Mark murmurs, “I know that feels awful—it freaked me out, too—but it happens all the time. It's no big deal. We're fine.”

We are? I stare at him. Already my back hurts again.
Third time's a charm
. This death could have been so clean, so quiet, nothingness. For four years, I have been waiting for something to finish me off, every day its own silly agony. I have thought more than once,
I cannot get through a lifetime of these days
; I panic if I think of myself having to go through this every day until I'm eighty. Won't the pills themselves kill me before then? Won't they stop working—and if they do, what will become of me? It is not at all outside the realm of possibility that I will take my own life. Here was fate's chance to finish me off. My temples are thumping louder than the plane's engine, because the only thing worse than having to face another day in this body on this earth is
today
being the day I get off.

Then we land. All around us is empty space, winter-dead farmland surrounding the concrete landing strip meant for just this defiance of nature's laws. Diego is exhilarated, talking faster than I've ever heard him, hot for his beer. Mark's steps are cautious. He does not let go of my arm. We stand blinking in the sunlight, three foreign islands, two joined precariously by the peninsula of Mark's clutching fingers. He is an expert at the way the velocity of one object impacts the larger field around it. Can he sense the plasma under my skin, the waves of Diego's lust piqued by our trespass into a space we didn't intend? Does he know that right now I want to smack the grin off Diego's face and bury my head in my staid husband's coat and hold on for dear life? Does he know that I am losing it already—the raw ability to feel that gripped me as the plane plummeted—that I am looking to him, desperately, to show me how to hang on?

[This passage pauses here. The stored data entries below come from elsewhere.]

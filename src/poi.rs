use crate::{geometry::LatLon, popup, ValidationError};

/// Revision of the points dataset.
#[derive(Debug, Clone, Copy, PartialEq, Eq, clap::ValueEnum)]
pub enum SchemaVersion {
    /// id, name, text, photo_url
    V1,
    /// V1 plus an external link
    V2,
}

/// Fields which only exist in some revisions of the points dataset.
#[derive(Debug, Clone, PartialEq, Eq)]
pub enum Revision {
    V1,
    V2 { link: String },
}

impl Revision {
    pub fn schema(&self) -> SchemaVersion {
        match self {
            Revision::V1 => SchemaVersion::V1,
            Revision::V2 { .. } => SchemaVersion::V2,
        }
    }
}

#[derive(Debug, Clone, PartialEq)]
pub struct PoiRecord {
    pub id: String,
    pub name: String,
    pub text: String,
    pub photo_url: String,
    pub revision: Revision,
    pub location: LatLon,
}

impl PoiRecord {
    /// Validated popup snippet for this point.
    pub fn popup(&self) -> Result<String, ValidationError> {
        match &self.revision {
            Revision::V1 => popup::render(&self.name, &self.text, &self.photo_url),
            Revision::V2 { link } => {
                popup::render_with_link(&self.name, &self.text, &self.photo_url, link)
            }
        }
    }
}
use clap::Parser;
use tourmap::Config;
use tracing_subscriber::EnvFilter;

fn main() -> Result<(), Box<dyn std::error::Error>> {
    tracing_subscriber::fmt()
        .with_env_filter(
            EnvFilter::try_from_default_env().unwrap_or_else(|_| EnvFilter::new("info")),
        )
        .with_writer(std::io::stderr)
        .init();

    let config = Config::parse();
    tourmap::run(&config)?;
    Ok(())
}
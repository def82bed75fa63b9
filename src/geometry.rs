use itertools::Itertools;

use crate::Error;

/// A `[latitude, longitude]` pair, the order Leaflet expects.
pub type LatLon = [f64; 2];

/// Swap one GeoJSON `[lon, lat]` position into `[lat, lon]`.
pub fn swap_point<P: AsRef<[f64]>>(pair: P) -> Result<LatLon, Error> {
    match *pair.as_ref() {
        [x, y] if x.is_finite() && y.is_finite() => Ok([y, x]),
        ref other => Err(Error::InvalidGeometry(format!(
            "expected a pair of finite numbers, got {other:?}"
        ))),
    }
}

/// Convert a sequence of `[lon, lat]` pairs into `[lat, lon]` pairs.
///
/// Order and count are preserved. Applying it twice gives back the input.
pub fn swap_axes<P: AsRef<[f64]>>(pairs: &[P]) -> Result<Vec<LatLon>, Error> {
    pairs.iter().map(swap_point).collect()
}

/// Compass bearing in degrees (0 is north, 90 is east) of the first leg of a
/// lat/lon path. Repeated leading points are skipped.
pub fn initial_bearing(path: &[LatLon]) -> Option<f64> {
    let (start, next) = path
        .iter()
        .dedup_by(|a, b| a[0].to_bits() == b[0].to_bits() && a[1].to_bits() == b[1].to_bits())
        .take(2)
        .collect_tuple()?;
    let (lat1, lon1) = (start[0].to_radians(), start[1].to_radians());
    let (lat2, lon2) = (next[0].to_radians(), next[1].to_radians());
    let dlon = lon2 - lon1;
    let y = dlon.sin() * lat2.cos();
    let x = lat1.cos() * lat2.sin() - lat1.sin() * lat2.cos() * dlon.cos();
    let bearing = y.atan2(x).to_degrees();
    Some(if bearing < 0.0 { bearing + 360.0 } else { bearing })
}

/// Latitude/longitude box.
#[derive(Debug, Clone, Copy, PartialEq)]
pub struct Bounds {
    pub south: f64,
    pub west: f64,
    pub north: f64,
    pub east: f64,
}

impl Bounds {
    /// Limits of the city the tour runs through.
    pub const CITY: Bounds = Bounds {
        south: 48.0232,
        west: 14.3765,
        north: 48.0875,
        east: 14.4717,
    };

    pub fn contains(&self, point: LatLon) -> bool {
        let [lat, lon] = point;
        (self.south..=self.north).contains(&lat) && (self.west..=self.east).contains(&lon)
    }
}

“I think I want to go back to the hotel.” My voice sounds weak.
My voice sounds like I feel
. If he will just come with me, I could collapse into his arms, I could cry and confess my fears. “I don't . . . really feel like partying right now.”

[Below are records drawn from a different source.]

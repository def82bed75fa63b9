use std::path::PathBuf;

use clap::Parser;

use crate::{
    geometry::{Bounds, LatLon},
    poi::SchemaVersion,
    Error,
};

/// Highest zoom level the default tile servers provide.
pub const MAX_ZOOM: u8 = 19;

const DEFAULT_POINTS: &str = "data/points.geojson";
const DEFAULT_GROUNDS: &str = "data/grounds.geojson";
const DEFAULT_WALKS: &str = "data/walks.geojson";
const DEFAULT_OUTPUT: &str = "index.html";
const DEFAULT_CENTER: LatLon = [48.04274, 14.42127];
const DEFAULT_ZOOM: u8 = 15;
const DEFAULT_POPUP_WIDTH: u32 = 300;

/// Render the city tour map as a single html file.
#[derive(Parser, Debug, Clone, PartialEq)]
#[command(version, about, long_about = None)]
pub struct Config {
    /// Points of interest (GeoJSON)
    #[arg(long, env = "TOURMAP_POINTS", default_value = DEFAULT_POINTS)]
    pub points: PathBuf,
    /// Grounds and venues (GeoJSON)
    #[arg(long, env = "TOURMAP_GROUNDS", default_value = DEFAULT_GROUNDS)]
    pub grounds: PathBuf,
    /// Walks (GeoJSON, or GPX when the file ends in .gpx)
    #[arg(long, env = "TOURMAP_WALKS", default_value = DEFAULT_WALKS)]
    pub walks: PathBuf,
    #[arg(short, long, env = "TOURMAP_OUTPUT", default_value = DEFAULT_OUTPUT)]
    pub output: PathBuf,
    /// Revision of the points dataset; v2 points carry a link
    #[arg(long, value_enum, default_value_t = SchemaVersion::V2)]
    pub schema: SchemaVersion,
    #[arg(long, default_value_t = DEFAULT_CENTER[0], allow_negative_numbers = true)]
    pub center_lat: f64,
    #[arg(long, default_value_t = DEFAULT_CENTER[1], allow_negative_numbers = true)]
    pub center_lon: f64,
    #[arg(long, default_value_t = DEFAULT_ZOOM)]
    pub zoom: u8,
    /// Maximal popup width in pixels
    #[arg(long, default_value_t = DEFAULT_POPUP_WIDTH)]
    pub popup_width: u32,
}

/// The command line defaults, ignoring `TOURMAP_*` variables.
impl Default for Config {
    fn default() -> Self {
        Config {
            points: PathBuf::from(DEFAULT_POINTS),
            grounds: PathBuf::from(DEFAULT_GROUNDS),
            walks: PathBuf::from(DEFAULT_WALKS),
            output: PathBuf::from(DEFAULT_OUTPUT),
            schema: SchemaVersion::V2,
            center_lat: DEFAULT_CENTER[0],
            center_lon: DEFAULT_CENTER[1],
            zoom: DEFAULT_ZOOM,
            popup_width: DEFAULT_POPUP_WIDTH,
        }
    }
}

impl Config {
    pub fn center(&self) -> LatLon {
        [self.center_lat, self.center_lon]
    }

    pub fn bounds(&self) -> Bounds {
        Bounds::CITY
    }

    pub fn validate(&self) -> Result<(), Error> {
        if !self.bounds().contains(self.center()) {
            return Err(Error::Config(format!(
                "map center {:?} is outside of the city bounds {:?}",
                self.center(),
                self.bounds()
            )));
        }
        if self.zoom > MAX_ZOOM {
            return Err(Error::Config(format!(
                "zoom {} is above {MAX_ZOOM}",
                self.zoom
            )));
        }
        Ok(())
    }
}
use crate::{
    geometry::{initial_bearing, swap_axes, LatLon},
    Error,
};

/// A named route, stored in lat/lon order.
#[derive(Debug, Clone, PartialEq)]
pub struct Walk {
    pub name: String,
    pub path: Vec<LatLon>,
}

impl Walk {
    /// Build a walk from GeoJSON ordered `[lon, lat]` positions.
    pub fn from_positions<P: AsRef<[f64]>>(name: String, positions: &[P]) -> Result<Self, Error> {
        if positions.is_empty() {
            return Err(Error::EmptyWalk(name));
        }
        let path = swap_axes(positions)?;
        Ok(Walk { name, path })
    }

    /// First point, `None` only for a walk built by hand with no path.
    pub fn start(&self) -> Option<LatLon> {
        self.path.first().copied()
    }

    /// Direction of the first leg, north being 0 degrees.
    pub fn start_bearing(&self) -> Option<f64> {
        initial_bearing(&self.path)
    }
}

#[cfg(test)]
mod tests {
    use super::*;

    #[test]
    fn stores_lat_lon() {
        let walk = Walk::from_positions(
            "Altstadt".to_owned(),
            &[[14.42, 48.04], [14.43, 48.05]],
        )
        .unwrap();
        assert_eq!(walk.path, vec![[48.04, 14.42], [48.05, 14.43]]);
        assert_eq!(walk.start(), Some([48.04, 14.42]));
        assert!(walk.start_bearing().is_some());
    }

    #[test]
    fn needs_coordinates() {
        let none: [[f64; 2]; 0] = [];
        assert!(matches!(
            Walk::from_positions("empty".to_owned(), &none),
            Err(Error::EmptyWalk(name)) if name == "empty"
        ));
    }

    #[test]
    fn single_point_walk_has_no_bearing() {
        let walk = Walk::from_positions("dot".to_owned(), &[[14.42, 48.04]]).unwrap();
        assert!(walk.start_bearing().is_none());
    }

    #[test]
    fn pathless_walk_has_no_start() {
        let walk = Walk {
            name: "w".to_owned(),
            path: Vec::new(),
        };
        assert_eq!(walk.start(), None);
        assert!(walk.start_bearing().is_none());
    }
}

He nods. His eyes are on mine, and I feel something rising in me, Diego all but invisible now. Something is close to the surface—one stroke and it would all come pouring out.

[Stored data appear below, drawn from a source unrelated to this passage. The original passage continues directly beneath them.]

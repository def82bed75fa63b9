//! Reading the tour datasets.
//!
//! Points, grounds and walks are GeoJSON feature collections. Every feature
//! must carry the properties of its dataset, non-empty. Popup fields are not
//! validated here: that happens when a popup is rendered.
use std::path::Path;

use geojson::{feature::Id, Feature, FeatureCollection, GeoJson, Value};
use serde_json::Value as JsonValue;

use crate::{
    geometry::{swap_axes, swap_point, LatLon},
    gpx::load_gpx_walks,
    poi::{PoiRecord, Revision, SchemaVersion},
    Error, Walk,
};

const INLINE: &str = "<inline>";

/// A venue drawn as a polygon.
#[derive(Debug, Clone, PartialEq)]
pub struct Ground {
    pub id: String,
    pub name: String,
    /// exterior ring first, then holes; lat/lon order
    pub rings: Vec<Vec<LatLon>>,
}

pub fn read_feature_collection<P: AsRef<Path>>(path: P) -> Result<FeatureCollection, Error> {
    let path = path.as_ref();
    let json = std::fs::read_to_string(path)?;
    parse_feature_collection(&json, path)
}

fn parse_feature_collection(json: &str, path: &Path) -> Result<FeatureCollection, Error> {
    match json.parse::<GeoJson>()? {
        GeoJson::FeatureCollection(collection) => Ok(collection),
        _ => Err(Error::NotAFeatureCollection(path.to_owned())),
    }
}

pub fn load_points<P: AsRef<Path>>(path: P, schema: SchemaVersion) -> Result<Vec<PoiRecord>, Error> {
    let path = path.as_ref();
    let points = points_from_collection(read_feature_collection(path)?, path, schema)?;
    tracing::info!(path = %path.display(), points = points.len(), ?schema, "loaded points");
    Ok(points)
}

pub fn parse_points(json: &str, schema: SchemaVersion) -> Result<Vec<PoiRecord>, Error> {
    let path = Path::new(INLINE);
    points_from_collection(parse_feature_collection(json, path)?, path, schema)
}

fn points_from_collection(
    collection: FeatureCollection,
    path: &Path,
    schema: SchemaVersion,
) -> Result<Vec<PoiRecord>, Error> {
    collection
        .features
        .iter()
        .enumerate()
        .map(|(index, feature)| {
            let text = |property| text_property(feature, property, path, index);
            let location = match geometry(feature, path, index, "Point")? {
                Value::Point(position) => swap_point(position)?,
                _ => return Err(unexpected(path, index, "Point")),
            };
            let revision = match schema {
                SchemaVersion::V1 => Revision::V1,
                SchemaVersion::V2 => Revision::V2 { link: text("link")? },
            };
            Ok(PoiRecord {
                id: feature_id(feature, path, index)?,
                name: text("name")?,
                text: text("text")?,
                photo_url: text("photo_url")?,
                revision,
                location,
            })
        })
        .collect()
}

pub fn load_grounds<P: AsRef<Path>>(path: P) -> Result<Vec<Ground>, Error> {
    let path = path.as_ref();
    let grounds = grounds_from_collection(read_feature_collection(path)?, path)?;
    tracing::info!(path = %path.display(), grounds = grounds.len(), "loaded grounds");
    Ok(grounds)
}

pub fn parse_grounds(json: &str) -> Result<Vec<Ground>, Error> {
    let path = Path::new(INLINE);
    grounds_from_collection(parse_feature_collection(json, path)?, path)
}

fn grounds_from_collection(collection: FeatureCollection, path: &Path) -> Result<Vec<Ground>, Error> {
    let mut grounds = Vec::new();
    for (index, feature) in collection.features.iter().enumerate() {
        let id = feature_id(feature, path, index)?;
        let name = text_property(feature, "name", path, index)?;
        let polygons = match geometry(feature, path, index, "Polygon")? {
            Value::Polygon(rings) => std::slice::from_ref(rings),
            Value::MultiPolygon(polygons) => polygons.as_slice(),
            _ => return Err(unexpected(path, index, "Polygon")),
        };
        for rings in polygons {
            let rings = rings
                .iter()
                .map(|ring| swap_axes(ring))
                .collect::<Result<Vec<_>, _>>()?;
            grounds.push(Ground {
                id: id.clone(),
                name: name.clone(),
                rings,
            });
        }
    }
    Ok(grounds)
}

/// Walks from a GeoJSON file, or from a gpx file when the extension says so.
pub fn load_walks<P: AsRef<Path>>(path: P) -> Result<Vec<Walk>, Error> {
    let path = path.as_ref();
    let is_gpx = path
        .extension()
        .is_some_and(|extension| extension.eq_ignore_ascii_case("gpx"));
    let walks = if is_gpx {
        load_gpx_walks(path)?
    } else {
        walks_from_collection(read_feature_collection(path)?, path)?
    };
    tracing::info!(path = %path.display(), walks = walks.len(), "loaded walks");
    Ok(walks)
}

pub fn parse_walks(json: &str) -> Result<Vec<Walk>, Error> {
    let path = Path::new(INLINE);
    walks_from_collection(parse_feature_collection(json, path)?, path)
}

fn walks_from_collection(collection: FeatureCollection, path: &Path) -> Result<Vec<Walk>, Error> {
    let mut walks = Vec::new();
    for (index, feature) in collection.features.iter().enumerate() {
        let name = text_property(feature, "name", path, index)?;
        match geometry(feature, path, index, "LineString")? {
            Value::LineString(line) => walks.push(Walk::from_positions(name, line)?),
            Value::MultiLineString(lines) => {
                for line in lines {
                    walks.push(Walk::from_positions(name.clone(), line)?);
                }
            }
            _ => return Err(unexpected(path, index, "LineString")),
        }
    }
    Ok(walks)
}

fn geometry<'a>(
    feature: &'a Feature,
    path: &Path,
    index: usize,
    expected: &'static str,
) -> Result<&'a Value, Error> {
    feature
        .geometry
        .as_ref()
        .map(|geometry| &geometry.value)
        .ok_or_else(|| unexpected(path, index, expected))
}

fn unexpected(path: &Path, index: usize, expected: &'static str) -> Error {
    Error::UnexpectedGeometry {
        path: path.to_owned(),
        index,
        expected,
    }
}

fn missing(path: &Path, index: usize, property: &'static str) -> Error {
    Error::MissingProperty {
        path: path.to_owned(),
        index,
        property,
    }
}

// strings and numbers are accepted, blank strings count as missing
fn as_text(value: &JsonValue) -> Option<String> {
    match value {
        JsonValue::String(s) if !s.trim().is_empty() => Some(s.clone()),
        JsonValue::Number(n) => Some(n.to_string()),
        _ => None,
    }
}

fn text_property(
    feature: &Feature,
    property: &'static str,
    path: &Path,
    index: usize,
) -> Result<String, Error> {
    feature
        .property(property)
        .and_then(as_text)
        .ok_or_else(|| missing(path, index, property))
}

fn feature_id(feature: &Feature, path: &Path, index: usize) -> Result<String, Error> {
    if let Some(id) = feature.property("id").and_then(as_text) {
        return Ok(id);
    }
    match &feature.id {
        Some(Id::String(id)) if !id.trim().is_empty() => Ok(id.clone()),
        Some(Id::Number(id)) => Ok(id.to_string()),
        _ => Err(missing(path, index, "id")),
    }
}

#[cfg(test)]
mod tests {
    use super::*;

    const POINTS: &str = r#"{
      "type": "FeatureCollection",
      "features": [
        {
          "type": "Feature",
          "properties": {
            "id": 1,
            "name": "Stadion",
            "photo_url": "data/photos/stadion.jpg",
            "text": "Heimstätte",
            "link": "https://example.org/stadion"
          },
          "geometry": { "type": "Point", "coordinates": [14.4213, 48.0427] }
        },
        {
          "type": "Feature",
          "id": "platz",
          "properties": {
            "name": "Platz",
            "photo_url": "data/photos/v_platz.png",
            "text": "Treffpunkt"
          },
          "geometry": { "type": "Point", "coordinates": [14.4190, 48.0390] }
        }
      ]
    }"#;

    #[test]
    fn reads_legacy_points() {
        let points = parse_points(POINTS, SchemaVersion::V1).unwrap();
        assert_eq!(points.len(), 2);
        assert_eq!(points[0].id, "1");
        assert_eq!(points[0].name, "Stadion");
        assert_eq!(points[0].location, [48.0427, 14.4213]);
        assert_eq!(points[0].revision, Revision::V1);
        assert_eq!(points[1].id, "platz");
    }

    #[test]
    fn linked_schema_requires_link() {
        match parse_points(POINTS, SchemaVersion::V2) {
            Err(Error::MissingProperty {
                index, property, ..
            }) => {
                assert_eq!(index, 1);
                assert_eq!(property, "link");
            }
            other => panic!("unexpected {other:?}"),
        }
    }

    #[test]
    fn reads_links() {
        let linked = POINTS.replace(
            r#""text": "Treffpunkt""#,
            r#""text": "Treffpunkt", "link": "https://example.org/platz""#,
        );
        let points = parse_points(&linked, SchemaVersion::V2).unwrap();
        assert_eq!(
            points[0].revision,
            Revision::V2 {
                link: "https://example.org/stadion".to_owned()
            }
        );
    }

    #[test]
    fn blank_properties_are_missing() {
        let blank = POINTS.replace(r#""name": "Platz""#, r#""name": "  ""#);
        assert!(matches!(
            parse_points(&blank, SchemaVersion::V1),
            Err(Error::MissingProperty { property: "name", .. })
        ));
    }

    #[test]
    fn points_need_point_geometry() {
        let line = POINTS.replace(
            r#"{ "type": "Point", "coordinates": [14.4190, 48.0390] }"#,
            r#"{ "type": "LineString", "coordinates": [[14.4190, 48.0390], [14.42, 48.04]] }"#,
        );
        assert!(matches!(
            parse_points(&line, SchemaVersion::V1),
            Err(Error::UnexpectedGeometry { index: 1, expected: "Point", .. })
        ));
    }

    #[test]
    fn only_feature_collections() {
        let point = r#"{ "type": "Point", "coordinates": [14.42, 48.04] }"#;
        assert!(matches!(
            parse_walks(point),
            Err(Error::NotAFeatureCollection(_))
        ));
        assert!(matches!(parse_walks("{"), Err(Error::GeoJson(_))));
    }

    #[test]
    fn reads_grounds() {
        let grounds = parse_grounds(
            r#"{
              "type": "FeatureCollection",
              "features": [
                {
                  "type": "Feature",
                  "properties": { "id": "g1", "name": "Sportplatz" },
                  "geometry": {
                    "type": "MultiPolygon",
                    "coordinates": [
                      [[[14.40, 48.03], [14.41, 48.03], [14.41, 48.04], [14.40, 48.03]]],
                      [[[14.42, 48.05], [14.43, 48.05], [14.43, 48.06], [14.42, 48.05]]]
                    ]
                  }
                }
              ]
            }"#,
        )
        .unwrap();
        assert_eq!(grounds.len(), 2);
        assert_eq!(grounds[0].name, "Sportplatz");
        assert_eq!(grounds[1].id, "g1");
        assert_eq!(grounds[0].rings[0][1], [48.03, 14.41]);
    }

    #[test]
    fn reads_walks() {
        let walks = parse_walks(
            r#"{
              "type": "FeatureCollection",
              "features": [
                {
                  "type": "Feature",
                  "properties": { "name": "Altstadt" },
                  "geometry": {
                    "type": "LineString",
                    "coordinates": [[14.42, 48.04], [14.43, 48.05]]
                  }
                }
              ]
            }"#,
        )
        .unwrap();
        assert_eq!(walks.len(), 1);
        assert_eq!(walks[0].path, vec![[48.04, 14.42], [48.05, 14.43]]);
    }

    #[test]
    fn malformed_walk_coordinates() {
        let result = parse_walks(
            r#"{
              "type": "FeatureCollection",
              "features": [
                {
                  "type": "Feature",
                  "properties": { "name": "Altstadt" },
                  "geometry": {
                    "type": "LineString",
                    "coordinates": [[14.42, 48.04, 300.0], [14.43, 48.05]]
                  }
                }
              ]
            }"#,
        );
        assert!(matches!(result, Err(Error::InvalidGeometry(_))));
    }
}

“No problem,” Diego says. “We understand. I'll get you a cab.”

I start to cry then, right there. The tears come, and I think,
Last time I puke all over the man's house and now I'm blubbering over his airplane
. That is when I know the fissure has closed. Everything is clicking back into focus: Diego, this man who will be nothing in my life now, who could have been something else entirely, watching me, no doubt tired already of my foibles and departures. And Mark. Mark, whose nonjudgmental love is contingent on his being able to maintain a clinical distance, on not interfering with my data. He will never leave me for being sick, I realize abruptly. He will not leave me for refusing sex, for doing everything possible to keep myself from conceiving again, for the artificial tone of my voice or the oscillating concealment and outbursts of my pain. He observes me like his numbers, like his mother observed the rats—a bad run of luck cannot make him give up his project. I remember the earnest efforts of his tongue after the accident, his patience, his hope—love's experiment—and my inability to produce the waves that would prove he'd been there. Were he to come with me now, I would pour into him everything that felt so close to spilling. Then we would wake tomorrow with his expectation that life would go back to normal. He would have woken with the breakthrough behind him, and I would have woken with one good night behind me, and every other day stretched out like a war.